HOW MANY SWEDES DOES IT TAKE TO SCREW IN A LIGHTBULB?
how many?
ONE HUNDRED AND ONE.
ONE TO HOLD THE LIGHTBULB.
ONE HUNDRED TO TURN THE HOUSE.

I crashed hard in a hammock swinging lazily under a thatched palapa.


The next morning, I'm going climbing. A big half-black half-native woman makes me eat watermelon with her. It's so stereotypical I can't help but giggle during our conversation.

She is intrigued by my voyage and reasons for undertaking it. Everone I talk to is. This gives me hope that I'm doing something worthwhile. As does the fact that total strangers instinctively seem to be taking care of me.

Later that day REY!, the self-proclaimed KING of Chacahua offers me a job and a place to live... more on this later... that's when the story gets good.

CHACAHUA was founded by escaped slaves. Half native, half black population... most folks are an interesting mix. Some of the happiest, healthiest people I've ever seen live here.

Three times, I shit you not, I've been stopped mid-stride, mid-sentence, mid-thought by mindshatteringly beatiful women.

They just stroll around in bikinis and skirts and such. Some of those beautiful women are local. Some are surfers and "ecoturistas" from Spain, Italy, Norway and such.

None of the natives speak a lick of English. Not even REY!.

No internet.

One phone. When someone gets a call, the recipient's name is broadcast over town via loudspeaker.

No pavement. No foundations. Fuck, hardly concrete or stone a wall here.

Just raw wood palapas covered with palm fronds. Cool, shady palapas slung with hammocks.

Inviting hammocks... take a load off... lie down for a decade or two. Mañana. Salgamos mañana.

Why do I instantly love it here? Well, lets see.

Perfect Wave. Consistent. It tempts me to stay... really learn to surf. AND KITE THE SHIT OUT OF THAT BEAUT IF IT EVER BLOWS HERE.

Sweetening the deal is surreal seaside granite bouldering.

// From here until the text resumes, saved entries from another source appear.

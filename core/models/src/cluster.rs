//! Records collected from Kubernetes clusters.
use serde::Deserialize;
use serde::Serialize;

/// A Kubernetes node with the attributes the diagrams report on.
#[derive(Clone, Debug, Default, Eq, PartialEq, Serialize, Deserialize)]
pub struct Node {
    pub name: String,

    /// Roles from `node-role.kubernetes.io/*` labels.
    pub roles: Vec<String>,

    pub architecture: String,
    pub os_image: String,
    pub kernel_version: String,
    pub kubelet_version: String,
    pub internal_ip: String,

    /// CPU capacity, as reported by the node status (e.g. `"4"`).
    pub cpu: String,

    /// Memory capacity, as reported by the node status (e.g. `"16107588Ki"`).
    pub memory: String,
}

/// A declaratively managed deployment unit with an explicit dependency list.
///
/// `(cluster, name)` is unique across the snapshot.
#[derive(Clone, Debug, Default, Eq, PartialEq, Serialize, Deserialize)]
pub struct Kustomization {
    pub cluster: String,
    pub name: String,
    pub namespace: String,

    /// Repository path the deployment is reconciled from.
    pub path: String,

    /// Names of sibling deployments in the same cluster this one depends on.
    pub depends_on: Vec<String>,
}

/// A deployed Helm chart release.
#[derive(Clone, Debug, Default, Eq, PartialEq, Serialize, Deserialize)]
pub struct HelmRelease {
    pub cluster: String,
    pub namespace: String,
    pub name: String,

    pub chart: String,

    /// Deployed chart version.
    pub version: String,

    /// Application version packaged by the deployed chart revision.
    pub app_version: String,

    /// Chart source reference, resolved within the same cluster.
    pub source_name: String,
    pub source_namespace: String,
}

/// A source of Helm charts.
#[derive(Clone, Debug, Default, Eq, PartialEq, Serialize, Deserialize)]
pub struct HelmRepository {
    pub cluster: String,
    pub namespace: String,
    pub name: String,

    pub url: String,
    pub kind: RepositoryKind,
}

/// The protocol a Helm repository is served over.
#[derive(Clone, Copy, Debug, Default, Eq, PartialEq, Serialize, Deserialize)]
#[serde(rename_all = "lowercase")]
pub enum RepositoryKind {
    /// An OCI registry repository.
    Oci,

    /// A classic HTTP repository serving an `index.yaml`.
    #[default]
    Default,
}

/// A container image running in a pod.
///
/// Pods in a terminal phase (`Succeeded`, `Failed`) are excluded at collection.
#[derive(Clone, Debug, Default, Eq, PartialEq, Serialize, Deserialize)]
pub struct PodImage {
    pub namespace: String,
    pub pod: String,
    pub container: String,
    pub init: bool,

    pub image: ImageRef,
    pub image_id: String,
}

/// A canonicalised container image reference.
#[derive(Clone, Debug, Default, Eq, PartialEq, Hash, Serialize, Deserialize)]
pub struct ImageRef {
    pub registry: String,
    pub repository: String,
    pub tag: String,
}

impl ImageRef {
    /// Canonicalise an image string into `(registry, repository, tag)`.
    ///
    /// References without a registry host default to `docker.io`, references
    /// without a tag default to `latest`. Digest pins keep the digest as tag.
    pub fn parse(image: &str) -> ImageRef {
        let (registry, rest) = match image.split_once('/') {
            Some((head, rest)) if head.contains('.') || head.contains(':') || head == "localhost" => {
                (head.to_string(), rest.to_string())
            }
            _ => (String::from("docker.io"), image.to_string()),
        };
        let (repository, tag) = match rest.split_once('@') {
            Some((repository, digest)) => (repository.to_string(), digest.to_string()),
            None => match rest.rsplit_once(':') {
                Some((repository, tag)) if !tag.contains('/') => {
                    (repository.to_string(), tag.to_string())
                }
                _ => (rest.clone(), String::from("latest")),
            },
        };
        ImageRef {
            registry,
            repository,
            tag,
        }
    }
}

impl std::fmt::Display for ImageRef {
    fn fmt(&self, f: &mut std::fmt::Formatter<'_>) -> std::fmt::Result {
        write!(f, "{}/{}:{}", self.registry, self.repository, self.tag)
    }
}

/// A Gateway API gateway.
#[derive(Clone, Debug, Default, Eq, PartialEq, Serialize, Deserialize)]
pub struct Gateway {
    pub namespace: String,
    pub name: String,
    pub class_name: String,
    pub addresses: Vec<String>,
}

/// A Gateway API HTTPRoute.
#[derive(Clone, Debug, Default, Eq, PartialEq, Serialize, Deserialize)]
pub struct HttpRoute {
    pub namespace: String,
    pub name: String,
    pub hostnames: Vec<String>,
    pub parent_refs: Vec<RouteParentRef>,
}

/// Parent gateway (and optionally listener) an HTTPRoute attaches to.
#[derive(Clone, Debug, Default, Eq, PartialEq, Serialize, Deserialize)]
pub struct RouteParentRef {
    pub name: String,
    pub section_name: String,
}

/// A namespace of interest, tagged with the cluster it was observed in.
#[derive(Clone, Debug, Default, Eq, PartialEq, Serialize, Deserialize)]
pub struct NamespaceRecord {
    pub cluster: String,
    pub name: String,
}

/// An Envoy Gateway SecurityPolicy, reduced to the attributes the security table reports.
#[derive(Clone, Debug, Default, Eq, PartialEq, Serialize, Deserialize)]
pub struct SecurityPolicy {
    pub cluster: String,
    pub namespace: String,
    pub name: String,

    pub target_kind: String,
    pub target_name: String,

    /// The policy configures JWT authentication.
    pub has_jwt: bool,

    /// The policy configures an authorization ruleset.
    pub has_authorization: bool,
}

/// An Envoy Gateway ClientTrafficPolicy, reduced to its client mTLS contract.
#[derive(Clone, Debug, Default, Eq, PartialEq, Serialize, Deserialize)]
pub struct ClientTrafficPolicy {
    pub namespace: String,
    pub name: String,

    /// Gateway listener section the policy applies to.
    pub target_section: String,

    /// Client certificate validation is requested but optional.
    pub optional: bool,
}

/// A mesh resource describing an endpoint external to the local mesh.
#[derive(Clone, Debug, Default, Eq, PartialEq, Serialize, Deserialize)]
pub struct ServiceEntry {
    pub cluster: String,
    pub namespace: String,
    pub name: String,

    pub hosts: Vec<String>,

    /// Istio location attribute (`MESH_EXTERNAL` or `MESH_INTERNAL`).
    pub location: String,

    /// `topology.istio.io/network` label, identifying the remote network.
    pub network: String,
}

/// An in-mesh gateway exposing the well-known cross-cluster mTLS port (15443).
#[derive(Clone, Debug, Default, Eq, PartialEq, Serialize, Deserialize)]
pub struct EastWestGateway {
    pub cluster: String,
    pub namespace: String,
    pub name: String,

    pub address: String,

    /// `topology.istio.io/network` label of the gateway service.
    pub network: String,
}

/// A Kubernetes service of type LoadBalancer.
#[derive(Clone, Debug, Default, Eq, PartialEq, Serialize, Deserialize)]
pub struct LoadBalancer {
    pub namespace: String,
    pub name: String,
    pub address: String,
    pub ports: Vec<i64>,
}

#[cfg(test)]
mod tests {
    use super::ImageRef;

    #[test]
    fn image_with_registry_and_tag() {
        let image = ImageRef::parse("ghcr.io/fluxcd/source-controller:v1.3.0");
        assert_eq!(image.registry, "ghcr.io");
        assert_eq!(image.repository, "fluxcd/source-controller");
        assert_eq!(image.tag, "v1.3.0");
    }

    #[test]
    fn image_without_registry() {
        let image = ImageRef::parse("nginx:1.25");
        assert_eq!(image.registry, "docker.io");
        assert_eq!(image.repository, "nginx");
        assert_eq!(image.tag, "1.25");
    }

    #[test]
    fn image_without_tag() {
        let image = ImageRef::parse("quay.io/prometheus/node-exporter");
        assert_eq!(image.registry, "quay.io");
        assert_eq!(image.repository, "prometheus/node-exporter");
        assert_eq!(image.tag, "latest");
    }

    #[test]
    fn image_with_registry_port() {
        let image = ImageRef::parse("registry.lab:5000/apps/api:2.1");
        assert_eq!(image.registry, "registry.lab:5000");
        assert_eq!(image.repository, "apps/api");
        assert_eq!(image.tag, "2.1");
    }

    #[test]
    fn image_with_digest() {
        let image = ImageRef::parse("docker.io/library/redis@sha256:abcd");
        assert_eq!(image.repository, "library/redis");
        assert_eq!(image.tag, "sha256:abcd");
    }
}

Juggy. Incredible, difficult cave too. There are even trad routes waiting to be done there... I got the gear.

Also tempts an incredible chain of gigantic lagoons... perfect for anchoring and sailing in... but watch out for crocs.


The natives pull much of their sustenance from that lagoon and the assortment of fruit trees in the area. Don't get me wrong, you can get delicious Mexican Nacho Doritos here too... spicier than home. 40oz beers are a buck and a quarter.

Likewise appealing is the lack of vehicles or roads. Everyone walks around on sand paths. See, getting here includes a half hour high speed panga ride through the lagoons... unless you sail.

Any DIRTBAGS looking for an affordable SPRING TRIP need look no further. Bring your own board. Good luck finding it... it's about 40 miles W of Puerto Escondido.


Bring money too. Learn from my mistakes.

Few boats stop here in Chacahua. When REY! discovered I was "EL CAPITAN!" he had to take me around town showing me off. I met just about everyone including two of those mindshatterers.

It was a must that I stay at his house that night. We had two CORONAS and WEED for breakfast... where he offered me a job.

The job? Helping out at his sister's amazing restaurant... best fried fish I've EVER had... right in front of the break.

I can teach kiting here.

I can run sailboat charters here.

I can surf every day.

I can love some native girl and stack some cash and be gone in a month.

And through it all, I've got REY!s protection at my back.

See, "rey" means king. And REY! is the KING of Chacahua. No doubt there.

I learned from MUERTOS it's not good to work for someone who fancies themself a king... but I'm fucking broke. Destitute. $35 to my name.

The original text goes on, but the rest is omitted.